» DATA TO EXAMINE:
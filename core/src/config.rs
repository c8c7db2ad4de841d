use camino::{Utf8Path as Path, Utf8PathBuf as PathBuf};
use color_eyre::eyre::{Context, Result};
use serde::Deserialize;

pub const DEFAULT_DOWNLOAD_DIR: &str = "downloads";
pub const DEFAULT_STATIC_DIR: &str = "static";
const DEFAULT_PROBE_TIMEOUT_SECS: u64 = 120;
const DEFAULT_DOWNLOAD_TIMEOUT_SECS: u64 = 3600;

#[derive(Debug, Clone, PartialEq, Eq, Deserialize)]
struct TomlDownloadDir {
    path: String,
}

#[derive(Debug, Clone, PartialEq, Eq, Deserialize)]
struct TomlStaticDir {
    path: String,
}

#[derive(Debug, Clone, PartialEq, Eq, Deserialize)]
struct TomlBinPaths {
    pub ytdlp: Option<String>,
    pub ffmpeg: Option<String>,
}

#[derive(Debug, Clone, PartialEq, Eq, Deserialize)]
struct TomlConfig {
    pub address: Option<String>,
    pub port: Option<u16>,
    pub probe_timeout_secs: Option<u64>,
    pub download_timeout_secs: Option<u64>,
    #[serde(rename = "DownloadDir")]
    pub download_dir: Option<TomlDownloadDir>,
    #[serde(rename = "StaticDir")]
    pub static_dir: Option<TomlStaticDir>,
    #[serde(rename = "BinPaths")]
    pub bin_paths: Option<TomlBinPaths>,
}

#[derive(Debug, Clone, PartialEq, Eq)]
pub struct BinPaths {
    pub ytdlp: Option<PathBuf>,
    pub ffmpeg: Option<PathBuf>,
}

#[derive(Debug, Clone, PartialEq, Eq)]
pub struct Config {
    pub address: Option<String>,
    pub port: Option<u16>,
    /// Where yt-dlp writes downloaded files.
    pub download_dir: PathBuf,
    /// Directory the html pages and their assets are served from.
    pub static_dir: PathBuf,
    pub bin_paths: Option<BinPaths>,
    pub probe_timeout_secs: u64,
    pub download_timeout_secs: u64,
}

impl Default for Config {
    fn default() -> Config {
        Config {
            address: None,
            port: None,
            download_dir: DEFAULT_DOWNLOAD_DIR.into(),
            static_dir: DEFAULT_STATIC_DIR.into(),
            bin_paths: None,
            probe_timeout_secs: DEFAULT_PROBE_TIMEOUT_SECS,
            download_timeout_secs: DEFAULT_DOWNLOAD_TIMEOUT_SECS,
        }
    }
}

pub async fn read_config(path: &Path) -> Result<Config> {
    let toml_str = tokio::fs::read_to_string(path)
        .await
        .context(format!("Error reading config file {}", path))?;
    let toml_config: TomlConfig = toml::from_str(&toml_str).context("Error parsing config file")?;
    let download_dir = toml_config
        .download_dir
        .map(|dir| PathBuf::from(dir.path))
        .unwrap_or_else(|| DEFAULT_DOWNLOAD_DIR.into());
    let static_dir = toml_config
        .static_dir
        .map(|dir| PathBuf::from(dir.path))
        .unwrap_or_else(|| DEFAULT_STATIC_DIR.into());
    let bin_paths = toml_config.bin_paths.map(|bin_paths| BinPaths {
        ytdlp: bin_paths.ytdlp.map(PathBuf::from),
        ffmpeg: bin_paths.ffmpeg.map(PathBuf::from),
    });
    Ok(Config {
        address: toml_config.address,
        port: toml_config.port,
        download_dir,
        static_dir,
        bin_paths,
        probe_timeout_secs: toml_config
            .probe_timeout_secs
            .unwrap_or(DEFAULT_PROBE_TIMEOUT_SECS),
        download_timeout_secs: toml_config
            .download_timeout_secs
            .unwrap_or(DEFAULT_DOWNLOAD_TIMEOUT_SECS),
    })
}
use std::process::Stdio;

use camino::Utf8Path as Path;
use tokio::process::Command;

use crate::{
    config::BinPaths,
    util::{bin_or_default, OptionPathExt},
};

/// Checks on startup that the binaries everything else shells out to are
/// actually there, so a missing yt-dlp shows up in the log right away
/// instead of on the first request.
pub async fn run_self_check(bin_paths: Option<&BinPaths>) -> Result<(), ()> {
    let ytdlp_bin_path: Option<&Path> = bin_paths.and_then(|bp| bp.ytdlp.as_opt_path());
    check_can_run_ytdlp(ytdlp_bin_path).await?;
    let ffmpeg_bin_path: Option<&Path> = bin_paths.and_then(|bp| bp.ffmpeg.as_opt_path());
    check_can_run_ffmpeg(ffmpeg_bin_path).await?;
    Ok(())
}

async fn check_can_run_ytdlp(ytdlp_bin_path: Option<&Path>) -> Result<(), ()> {
    let spawn_result = Command::new(bin_or_default(ytdlp_bin_path, "yt-dlp"))
        .arg("--version")
        .stdout(Stdio::piped())
        .stderr(Stdio::piped())
        .spawn();
    let ytdlp = match spawn_result {
        Ok(c) => c,
        Err(err) => match err.kind() {
            std::io::ErrorKind::NotFound => {
                if let Some(ytdlp_path) = ytdlp_bin_path {
                    tracing::error!("Could not find yt-dlp at path from config: {}", ytdlp_path);
                } else {
                    tracing::error!("Could not find yt-dlp (no 'yt-dlp' in $PATH). Is it installed?");
                }
                return Err(());
            }
            _kind => {
                tracing::error!("Error running yt-dlp: {}", err);
                return Err(());
            }
        },
    };
    let output = match ytdlp.wait_with_output().await {
        Ok(o) => o,
        Err(err) => {
            tracing::error!(
                "yt-dlp test failed, error waiting for yt-dlp process: {}",
                err
            );
            return Err(());
        }
    };
    if !output.status.success() {
        tracing::error!(
            "yt-dlp test failed, 'yt-dlp --version' exited with an error:\n{}",
            String::from_utf8_lossy(&output.stderr)
        );
        return Err(());
    }
    tracing::debug!(
        "ok: can run yt-dlp ({})",
        String::from_utf8_lossy(&output.stdout).trim()
    );
    Ok(())
}

async fn check_can_run_ffmpeg(ffmpeg_bin_path: Option<&Path>) -> Result<(), ()> {
    let spawn_result = Command::new(bin_or_default(ffmpeg_bin_path, "ffmpeg"))
        .arg("-version")
        .stdout(Stdio::piped())
        .stderr(Stdio::piped())
        .spawn();
    let ffmpeg = match spawn_result {
        Ok(c) => c,
        Err(err) => match err.kind() {
            std::io::ErrorKind::NotFound => {
                // audio conversion to mp3 needs ffmpeg
                tracing::error!("Could not find ffmpeg. Is it installed?");
                return Err(());
            }
            _kind => {
                tracing::error!("Error running ffmpeg: {}", err);
                return Err(());
            }
        },
    };
    let output = match ffmpeg.wait_with_output().await {
        Ok(o) => o,
        Err(err) => {
            tracing::error!(
                "ffmpeg test failed, error waiting for ffmpeg process: {}",
                err
            );
            return Err(());
        }
    };
    if !output.status.success() {
        tracing::error!(
            "ffmpeg test failed, error running ffmpeg:\n{}",
            String::from_utf8_lossy(&output.stdout)
        );
        return Err(());
    }
    tracing::debug!("ok: can run ffmpeg");
    Ok(())
}
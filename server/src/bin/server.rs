use std::{
    net::{IpAddr, SocketAddr},
    sync::Arc,
};

use axum::{http::Method, Router};
use camino::Utf8PathBuf as PathBuf;
use clap::Parser;
use eyre::{Context, Result};
use grabtube::{
    app_state::{AppState, SharedState},
    routes,
    static_pages::StaticPagesService,
};
use tokio::signal;
use tower::ServiceBuilder;
use tower_http::{
    cors::{Any, CorsLayer},
    request_id::MakeRequestUuid,
    services::ServeDir,
    trace::{DefaultMakeSpan, DefaultOnResponse, TraceLayer},
    ServiceBuilderExt,
};
use tracing::info;
use tracing_error::ErrorLayer;
use tracing_subscriber::{prelude::*, EnvFilter};

use grabtube_core::{
    config::{self, Config},
    extract::YtDlp,
    self_check,
};

#[derive(Parser)]
#[command(version, about, long_about = None)]
struct Cli {
    /// Path to the config file. Without one, built-in defaults are used.
    #[arg(short, long)]
    config: Option<String>,
    #[arg(long)]
    skip_startup_check: bool,
    #[cfg(feature = "opentelemetry")]
    #[arg(long)]
    otel_endpoint: Option<String>,
}

#[tokio::main]
async fn main() -> Result<()> {
    let args = Cli::parse();

    if std::env::var("RUST_LIB_BACKTRACE").is_err() {
        std::env::set_var("RUST_LIB_BACKTRACE", "1")
    }
    if std::env::var("RUST_SPANTRACE").is_err() {
        std::env::set_var("RUST_SPANTRACE", "1");
    }
    color_eyre::install()?;
    if std::env::var("RUST_LOG").is_err() {
        std::env::set_var("RUST_LOG", "debug,hyper=info")
    }
    let tracing = tracing_subscriber::registry()
        .with(EnvFilter::from_env("GRABTUBE_LOG"))
        .with(ErrorLayer::default())
        .with(tracing_subscriber::fmt::layer().with_writer(std::io::stderr));
    #[cfg(feature = "opentelemetry")]
    {
        use opentelemetry_otlp::WithExportConfig;
        let telemetry = args.otel_endpoint.map(|otel_endpoint| {
            let tracer = opentelemetry_otlp::new_pipeline()
                .tracing()
                .with_exporter(
                    opentelemetry_otlp::new_exporter()
                        .tonic()
                        .with_endpoint(otel_endpoint),
                )
                .with_trace_config(opentelemetry_sdk::trace::config().with_resource(
                    opentelemetry_sdk::Resource::new(vec![opentelemetry::KeyValue::new(
                        opentelemetry_semantic_conventions::resource::SERVICE_NAME,
                        "grabtube",
                    )]),
                ))
                .install_batch(opentelemetry_sdk::runtime::Tokio)
                .unwrap();
            let _tracer = opentelemetry::global::tracer("grabtube");
            tracing_opentelemetry::layer().with_tracer(tracer)
        });
        tracing.with(telemetry).init();
    }
    #[cfg(not(feature = "opentelemetry"))]
    {
        tracing.init();
    }

    let config = match &args.config {
        Some(config_path) => {
            let config_path = PathBuf::from(config_path);
            config::read_config(&config_path).await?
        }
        None => Config::default(),
    };

    if !args.skip_startup_check {
        tracing::info!("Running self check");
        self_check::run_self_check(config.bin_paths.as_ref())
            .await
            .expect("Self check failed");
        tracing::info!("Self check successful");
    } else {
        tracing::info!("Skipping self check");
    }

    let addr: IpAddr = config
        .address
        .as_ref()
        .map(|a| a.parse().wrap_err("error parsing listening address"))
        .transpose()?
        .unwrap_or("127.0.0.1".parse().expect("is a valid address"));
    let port = config.port.unwrap_or(5000);

    info!("Starting up...");
    std::fs::create_dir_all(&config.download_dir).wrap_err("error creating download directory")?;
    let shared_state: SharedState = Arc::new(AppState {
        ytdlp: YtDlp::new(&config),
        download_dir: config.download_dir.clone(),
    });
    let cors = CorsLayer::new()
        // allow `GET` and `POST` when accessing the resource
        .allow_methods([Method::GET, Method::POST])
        // allow requests from any origin
        .allow_origin(Any);
    let app = Router::new()
        .merge(routes::api_router())
        .fallback_service(StaticPagesService::new(ServeDir::new(
            config.static_dir.as_std_path(),
        )))
        .layer(
            ServiceBuilder::new()
                .set_x_request_id(MakeRequestUuid)
                .layer(
                    TraceLayer::new_for_http()
                        .make_span_with(DefaultMakeSpan::new().include_headers(true))
                        .on_response(DefaultOnResponse::new().include_headers(true)),
                ),
        )
        .layer(cors)
        .with_state(shared_state);
    let listener = tokio::net::TcpListener::bind(SocketAddr::new(addr, port))
        .await
        .wrap_err("Error binding socket")?;
    info!(
        "Listening on http://{}",
        listener.local_addr().wrap_err("error reading local address")?
    );
    axum::serve(listener, app)
        .with_graceful_shutdown(shutdown_signal())
        .await
        .wrap_err("server error")?;
    info!("Shutting down...");

    Ok(())
}

async fn shutdown_signal() {
    match signal::ctrl_c().await {
        Ok(()) => {}
        Err(err) => {
            eprintln!("Unable to listen for shutdown signal: {}", err);
            std::process::exit(1);
            // we also shut down in case of error
        }
    }
}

» WORK TO BE COMPLETED:
What lines of the material above include "listener"? Copy each one.

» THE ANSWER:
    let listener = tokio::net::TcpListener::bind(SocketAddr::new(addr, port))
        listener.local_addr().wrap_err("error reading local address")?
    axum::serve(listener, app)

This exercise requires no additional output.